PROBLEM REQUIREMENTS -
Reproduce each line from the records that holds "data".
──────── MATERIAL SUPPLIED
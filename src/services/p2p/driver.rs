//! Vendor private driver commands.
//!
//! Android WiFi drivers expose a tuning knob for Miracast traffic through a
//! private ioctl. Drivers without it reject the command, which callers only
//! log.

use std::{
    ffi::{c_char, c_int, c_void},
    fmt, io,
    net::UdpSocket,
    os::fd::AsRawFd,
};

use tracing::debug;

const SIOCDEVPRIVATE: u32 = 0x89F0;
const PRIVATE_COMMAND_BUFFER: usize = 4096;
const IFNAMSIZ: usize = 16;

/// Driver operating mode for Miracast traffic.
#[derive(Debug, Clone, Copy, PartialEq, Eq)]
pub enum MiracastMode {
    /// Regular operation.
    Off = 0,
    /// Optimized for streaming out.
    Source = 1,
    /// Optimized for receiving a stream.
    Sink = 2,
}

impl fmt::Display for MiracastMode {
    fn fmt(&self, f: &mut fmt::Formatter<'_>) -> fmt::Result {
        match self {
            Self::Off => f.write_str("off"),
            Self::Source => f.write_str("source"),
            Self::Sink => f.write_str("sink"),
        }
    }
}

/// Build the private command string switching the driver into `mode`.
pub fn miracast_mode_command(mode: MiracastMode) -> String {
    format!("MIRACAST {}", mode as i32)
}

/// Sink for vendor private driver commands.
pub trait DriverCommandSink: Send + Sync {
    /// Send `command` to the driver behind `ifname`.
    ///
    /// # Errors
    /// Returns the OS error when the driver rejects or does not know the
    /// command.
    fn send(&self, ifname: &str, command: &str) -> io::Result<()>;
}

/// Sends commands through the Android `SIOCDEVPRIVATE + 1` ioctl.
#[derive(Debug, Default, Clone, Copy)]
pub struct AndroidPrivateCommand;

#[repr(C)]
struct PrivateCommand {
    buf: *mut c_char,
    used_len: c_int,
    total_len: c_int,
}

#[repr(C)]
struct InterfaceRequest {
    name: [c_char; IFNAMSIZ],
    data: *mut c_void,
    _pad: [u8; 16],
}

impl DriverCommandSink for AndroidPrivateCommand {
    #[allow(unsafe_code)]
    fn send(&self, ifname: &str, command: &str) -> io::Result<()> {
        if ifname.is_empty() || ifname.len() >= IFNAMSIZ {
            return Err(io::Error::new(
                io::ErrorKind::InvalidInput,
                format!("invalid interface name '{ifname}'"),
            ));
        }
        if command.len() >= PRIVATE_COMMAND_BUFFER {
            return Err(io::Error::new(
                io::ErrorKind::InvalidInput,
                "private command too long",
            ));
        }

        let mut buffer = vec![0u8; PRIVATE_COMMAND_BUFFER];
        buffer[..command.len()].copy_from_slice(command.as_bytes());

        let mut private_command = PrivateCommand {
            buf: buffer.as_mut_ptr().cast(),
            used_len: command.len() as c_int,
            total_len: PRIVATE_COMMAND_BUFFER as c_int,
        };

        let mut request = InterfaceRequest {
            name: [0; IFNAMSIZ],
            data: (&mut private_command as *mut PrivateCommand).cast(),
            _pad: [0; 16],
        };
        for (dst, src) in request.name.iter_mut().zip(ifname.bytes()) {
            *dst = src as c_char;
        }

        let socket = UdpSocket::bind("0.0.0.0:0")?;

        // SAFETY: `request` and the buffers it points to outlive the call and
        // match the layout the driver expects for SIOCDEVPRIVATE + 1.
        let rc = unsafe {
            libc::ioctl(
                socket.as_raw_fd(),
                (SIOCDEVPRIVATE + 1) as _,
                &mut request as *mut InterfaceRequest,
            )
        };
        if rc < 0 {
            return Err(io::Error::last_os_error());
        }

        debug!("Driver accepted '{command}' on {ifname}");
        Ok(())
    }
}

/// Drops every command. Used when private commands are disabled.
#[derive(Debug, Default, Clone, Copy)]
pub struct NoDriverCommands;

impl DriverCommandSink for NoDriverCommands {
    fn send(&self, ifname: &str, command: &str) -> io::Result<()> {
        debug!("Private driver commands disabled, skipping '{command}' on {ifname}");
        Ok(())
    }
}
use std::collections::HashMap;

use super::{NetworkDevice, backend::Subscription};

struct Entry {
    device: NetworkDevice,
    _peer: Option<Box<dyn Subscription>>,
}

/// Owner of every known peer, keyed by supplicant object path.
///
/// A peer that disappears while it is the target of the running session is
/// detached instead of dropped: lookups by address no longer see it, but the
/// session can still drive it to its final state through its path. The
/// session releases it once it lets go of the device.
#[derive(Default)]
pub struct DeviceRegistry {
    devices: HashMap<String, Entry>,
    detached: HashMap<String, Entry>,
}

impl DeviceRegistry {
    /// Create an empty registry.
    pub fn new() -> Self {
        Self::default()
    }

    /// Whether `path` is known, detached entries included.
    pub fn contains(&self, path: &str) -> bool {
        self.devices.contains_key(path) || self.detached.contains_key(path)
    }

    /// Register a newly discovered peer.
    ///
    /// Returns `false` and leaves the registry untouched when the path is
    /// already known.
    pub fn insert(&mut self, device: NetworkDevice, peer: Option<Box<dyn Subscription>>) -> bool {
        if self.contains(&device.object_path) {
            return false;
        }

        self.devices.insert(
            device.object_path.clone(),
            Entry {
                device,
                _peer: peer,
            },
        );
        true
    }

    /// Look up a device by path.
    pub fn get(&self, path: &str) -> Option<&NetworkDevice> {
        self.devices
            .get(path)
            .or_else(|| self.detached.get(path))
            .map(|entry| &entry.device)
    }

    /// Look up a device by path for mutation.
    pub fn get_mut(&mut self, path: &str) -> Option<&mut NetworkDevice> {
        match self.devices.get_mut(path) {
            Some(entry) => Some(&mut entry.device),
            None => self.detached.get_mut(path).map(|entry| &mut entry.device),
        }
    }

    /// Find a visible device by its peer address.
    pub fn find_by_address(&self, address: &str) -> Option<&NetworkDevice> {
        if address.is_empty() {
            return None;
        }

        self.devices
            .values()
            .map(|entry| &entry.device)
            .find(|device| device.address == address)
    }

    /// Drop a visible device and hand back its last state.
    pub fn remove(&mut self, path: &str) -> Option<NetworkDevice> {
        self.devices.remove(path).map(|entry| entry.device)
    }

    /// Hide a visible device from lookups while keeping it addressable by path.
    pub fn detach(&mut self, path: &str) -> Option<NetworkDevice> {
        let entry = self.devices.remove(path)?;
        let snapshot = entry.device.clone();
        self.detached.insert(path.to_string(), entry);
        Some(snapshot)
    }

    /// Forget a detached device. Visible devices are left alone.
    pub fn release(&mut self, path: &str) -> bool {
        self.detached.remove(path).is_some()
    }

    /// Paths of other visible devices sharing the address of `path`.
    pub fn duplicates_of(&self, path: &str) -> Vec<String> {
        let Some(device) = self.get(path) else {
            return Vec::new();
        };
        if device.address.is_empty() {
            return Vec::new();
        }

        self.devices
            .iter()
            .filter(|(other, entry)| *other != path && entry.device.address == device.address)
            .map(|(other, _)| other.clone())
            .collect()
    }

    /// Snapshot of all visible devices.
    pub fn devices(&self) -> Vec<NetworkDevice> {
        self.devices
            .values()
            .map(|entry| entry.device.clone())
            .collect()
    }

    /// Number of visible devices.
    pub fn len(&self) -> usize {
        self.devices.len()
    }

    /// Whether no device is visible.
    pub fn is_empty(&self) -> bool {
        self.devices.is_empty()
    }

    /// Forget everything.
    pub fn clear(&mut self) {
        self.devices.clear();
        self.detached.clear();
    }
}
use std::{net::Ipv4Addr, pin::Pin, time::Duration};

use async_stream::stream;
use futures::Stream;
use tokio::{
    sync::{broadcast, mpsc, oneshot},
    task::JoinHandle,
};
use tracing::{debug, info, instrument};

use super::{
    Backend, BroadcastDelegate, Capabilities, Event, EventSink, NetworkDevice, NetworkEvent,
    NetworkManager, P2PError, SessionSettings,
};

/// Requests handled on the session task
#[derive(Debug)]
enum P2PCommand {
    Scan {
        timeout: Duration,
    },
    Connect {
        address: String,
        reply: oneshot::Sender<bool>,
    },
    Disconnect {
        address: String,
        reply: oneshot::Sender<bool>,
    },
    SetCapabilities(Capabilities),
    Devices {
        reply: oneshot::Sender<Vec<NetworkDevice>>,
    },
    Status {
        reply: oneshot::Sender<SessionStatus>,
    },
    Shutdown,
}

/// Point-in-time view of the session.
#[derive(Debug, Clone, PartialEq, Eq)]
pub struct SessionStatus {
    /// A P2P device is bound and usable.
    pub running: bool,
    /// Peer discovery is running.
    pub scanning: bool,
    /// Our address on the group link.
    pub local_address: Option<Ipv4Addr>,
    /// Advertised capabilities.
    pub capabilities: Capabilities,
    /// Whether new sessions are accepted.
    pub session_available: bool,
    /// Peer of the running attempt or session.
    pub current_device: Option<NetworkDevice>,
}

/// Handle to a [`NetworkManager`] running on its own task.
///
/// The task owns the state machine and serializes collaborator events and
/// requests coming through this handle, so no transition ever races
/// another. Dropping the last handle stops the session.
pub struct P2PService {
    command_tx: mpsc::UnboundedSender<P2PCommand>,
    events_tx: broadcast::Sender<NetworkEvent>,
    session_handle: Option<JoinHandle<()>>,
}

impl Clone for P2PService {
    fn clone(&self) -> Self {
        Self {
            command_tx: self.command_tx.clone(),
            events_tx: self.events_tx.clone(),
            session_handle: None,
        }
    }
}

impl P2PService {
    /// Start a session driven by `backend`. Must run inside a tokio runtime.
    #[instrument(skip(backend))]
    pub fn start(backend: Box<dyn Backend>, settings: SessionSettings) -> Self {
        info!("Starting P2P session");

        let (command_tx, command_rx) = mpsc::unbounded_channel();
        let (events_tx, _) = broadcast::channel(100);
        let (event_tx, event_rx) = mpsc::unbounded_channel();

        let mut manager = NetworkManager::new(backend, EventSink::new(&event_tx), settings);
        manager.set_delegate(Box::new(BroadcastDelegate::new(events_tx.clone())));

        let session_handle = tokio::spawn(Self::run(manager, event_tx, event_rx, command_rx));

        Self {
            command_tx,
            events_tx,
            session_handle: Some(session_handle),
        }
    }

    async fn run(
        mut manager: NetworkManager,
        // Collaborators only hold weak senders; this keeps the channel open
        // for as long as the session runs.
        _event_tx: mpsc::UnboundedSender<Event>,
        mut event_rx: mpsc::UnboundedReceiver<Event>,
        mut command_rx: mpsc::UnboundedReceiver<P2PCommand>,
    ) {
        manager.setup();

        loop {
            tokio::select! {
                Some(event) = event_rx.recv() => {
                    debug!("event {event:?}");
                    manager.handle_event(event);
                }
                command = command_rx.recv() => {
                    match command {
                        Some(P2PCommand::Shutdown) | None => break,
                        Some(command) => Self::handle_command(&mut manager, command),
                    }
                }
            }
        }

        manager.release();
        info!("P2P session stopped");
    }

    fn handle_command(manager: &mut NetworkManager, command: P2PCommand) {
        match command {
            P2PCommand::Scan { timeout } => manager.scan(timeout),
            P2PCommand::Connect { address, reply } => {
                let _ = reply.send(manager.connect(&address));
            }
            P2PCommand::Disconnect { address, reply } => {
                let _ = reply.send(manager.disconnect(&address));
            }
            P2PCommand::SetCapabilities(capabilities) => manager.set_capabilities(capabilities),
            P2PCommand::Devices { reply } => {
                let _ = reply.send(manager.devices());
            }
            P2PCommand::Status { reply } => {
                let _ = reply.send(SessionStatus {
                    running: manager.running(),
                    scanning: manager.scanning(),
                    local_address: manager.local_address(),
                    capabilities: manager.capabilities(),
                    session_available: manager.session_available(),
                    current_device: manager.current_device().cloned(),
                });
            }
            P2PCommand::Shutdown => {}
        }
    }

    /// Stream of peer and session notifications.
    pub fn events(&self) -> Pin<Box<dyn Stream<Item = NetworkEvent> + Send>> {
        let mut events_rx = self.events_tx.subscribe();
        Box::pin(stream! {
            loop {
                match events_rx.recv().await {
                    Ok(event) => yield event,
                    Err(broadcast::error::RecvError::Lagged(skipped)) => {
                        debug!("Event stream lagged, skipped {skipped} events");
                    }
                    Err(broadcast::error::RecvError::Closed) => break,
                }
            }
        })
    }

    /// Start peer discovery for `timeout`.
    ///
    /// # Errors
    /// Returns error if the session task is gone
    pub fn scan(&self, timeout: Duration) -> Result<(), P2PError> {
        self.send(P2PCommand::Scan { timeout })
    }

    /// Connect to the peer with `address`. See [`NetworkManager::connect`].
    ///
    /// # Errors
    /// Returns error if the session task is gone
    pub async fn connect(&self, address: &str) -> Result<bool, P2PError> {
        let (reply, rx) = oneshot::channel();
        self.send(P2PCommand::Connect {
            address: address.to_string(),
            reply,
        })?;
        rx.await.map_err(|_| P2PError::ServiceStopped)
    }

    /// Disconnect from the peer with `address`. See
    /// [`NetworkManager::disconnect`].
    ///
    /// # Errors
    /// Returns error if the session task is gone
    pub async fn disconnect(&self, address: &str) -> Result<bool, P2PError> {
        let (reply, rx) = oneshot::channel();
        self.send(P2PCommand::Disconnect {
            address: address.to_string(),
            reply,
        })?;
        rx.await.map_err(|_| P2PError::ServiceStopped)
    }

    /// Replace the advertised capabilities.
    ///
    /// # Errors
    /// Returns error if the session task is gone
    pub fn set_capabilities(&self, capabilities: Capabilities) -> Result<(), P2PError> {
        self.send(P2PCommand::SetCapabilities(capabilities))
    }

    /// Peers that are ready for connecting.
    ///
    /// # Errors
    /// Returns error if the session task is gone
    pub async fn devices(&self) -> Result<Vec<NetworkDevice>, P2PError> {
        let (reply, rx) = oneshot::channel();
        self.send(P2PCommand::Devices { reply })?;
        rx.await.map_err(|_| P2PError::ServiceStopped)
    }

    /// Current session status.
    ///
    /// # Errors
    /// Returns error if the session task is gone
    pub async fn status(&self) -> Result<SessionStatus, P2PError> {
        let (reply, rx) = oneshot::channel();
        self.send(P2PCommand::Status { reply })?;
        rx.await.map_err(|_| P2PError::ServiceStopped)
    }

    /// Stop the session and wait for it to release everything.
    pub async fn shutdown(mut self) {
        let _ = self.command_tx.send(P2PCommand::Shutdown);

        if let Some(handle) = self.session_handle.take() {
            let _ = handle.await;
        }
    }

    fn send(&self, command: P2PCommand) -> Result<(), P2PError> {
        self.command_tx
            .send(command)
            .map_err(|_| P2PError::ServiceStopped)
    }
}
────────────────
EXPECTED ANSWER -
    data: *mut c_void,
            data: (&mut private_command as *mut PrivateCommand).cast(),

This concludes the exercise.